[Start of section]

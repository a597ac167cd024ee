//! Single-call HTTP JSON-RPC client: one POST per logical request.
//!
//! Features:
//! - Per-attempt timeout (applied by the backend)
//! - Automatic retry with exponential backoff for transient errors
//! - Catch-all RPC error codes retried, semantic RPC errors surfaced at once

use async_trait::async_trait;
use serde_json::Value;
use std::sync::atomic::{AtomicU64, Ordering};
use std::sync::Arc;

use forkrpc_core::error::{ErrorCause, TransportError};
use forkrpc_core::policy::RetryPolicy;
use forkrpc_core::request::{JsonRpcRequest, JsonRpcResponse};
use forkrpc_core::transport::RpcTransport;

use crate::backend::HttpBackend;

/// HTTP JSON-RPC client without batching.
pub struct HttpRpcClient {
    backend: Arc<dyn HttpBackend>,
    retry: RetryPolicy,
    next_id: AtomicU64,
}

impl HttpRpcClient {
    pub fn new(backend: Arc<dyn HttpBackend>, retry: RetryPolicy) -> Self {
        Self {
            backend,
            retry,
            next_id: AtomicU64::new(1),
        }
    }

    /// Send one request on its own and return its `result`.
    pub async fn send(&self, method: &str, params: Vec<Value>) -> Result<Value, TransportError> {
        let id = self.next_id.fetch_add(1, Ordering::Relaxed);
        let body = serde_json::to_value(JsonRpcRequest::new(id, method, params))
            .map_err(|e| ErrorCause::Decode(e.to_string()).for_method(method))?;

        self.retry
            .run(method, || async {
                let raw = self.backend.post(&body).await?;
                decode_single(raw)
            })
            .await
            .map_err(|cause| {
                tracing::debug!(method, id, error = %cause, "request failed");
                cause.for_method(method)
            })
    }
}

fn decode_single(raw: Value) -> Result<Value, ErrorCause> {
    let resp: JsonRpcResponse =
        serde_json::from_value(raw).map_err(|e| ErrorCause::Decode(e.to_string()))?;
    resp.into_result().map_err(ErrorCause::Rpc)
}

#[async_trait]
impl RpcTransport for HttpRpcClient {
    async fn request(&self, method: &str, params: Vec<Value>) -> Result<Value, TransportError> {
        self.send(method, params).await
    }

    fn url(&self) -> &str {
        self.backend.url()
    }
}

[End of section]

Give back every entry exactly.

repository a597ac167cd024ee
//! Single-call HTTP JSON-RPC client: one POST per logical request.
//!
//! Features:
//! - Per-attempt timeout (applied by the backend)
//! - Automatic retry with exponential backoff for transient errors
//! - Catch-all RPC error codes retried, semantic RPC errors surfaced at once

use async_trait::async_trait;
use serde_json::Value;
use std::sync::atomic::{AtomicU64, Ordering};
use std::sync::Arc;

use forkrpc_core::error::{ErrorCause, TransportError};
use forkrpc_core::policy::RetryPolicy;
use forkrpc_core::request::{JsonRpcRequest, JsonRpcResponse};
use forkrpc_core::transport::RpcTransport;

use crate::backend::HttpBackend;

/// HTTP JSON-RPC client without batching.
pub struct HttpRpcClient {
    backend: Arc<dyn HttpBackend>,
    retry: RetryPolicy,
    next_id: AtomicU64,
}

impl HttpRpcClient {
    pub fn new(backend: Arc<dyn HttpBackend>, retry: RetryPolicy) -> Self {
        Self {
            backend,
            retry,
            next_id: AtomicU64::new(1),
        }
    }

    /// Send one request on its own and return its `result`.
    pub async fn send(&self, method: &str, params: Vec<Value>) -> Result<Value, TransportError> {
        let id = self.next_id.fetch_add(1, Ordering::Relaxed);
        let body = serde_json::to_value(JsonRpcRequest::new(id, method, params))
            .map_err(|e| ErrorCause::Decode(e.to_string()).for_method(method))?;

        self.retry
            .run(method, || async {
                let raw = self.backend.post(&body).await?;
                decode_single(raw)
            })
            .await
            .map_err(|cause| {
                tracing::debug!(method, id, error = %cause, "request failed");
                cause.for_method(method)
            })
    }
}

fn decode_single(raw: Value) -> Result<Value, ErrorCause> {
    let resp: JsonRpcResponse =
        serde_json::from_value(raw).map_err(|e| ErrorCause::Decode(e.to_string()))?;
    resp.into_result().map_err(ErrorCause::Rpc)
}

#[async_trait]
impl RpcTransport for HttpRpcClient {
    async fn request(&self, method: &str, params: Vec<Value>) -> Result<Value, TransportError> {
        self.send(method, params).await
    }

    fn url(&self) -> &str {
        self.backend.url()
    }
}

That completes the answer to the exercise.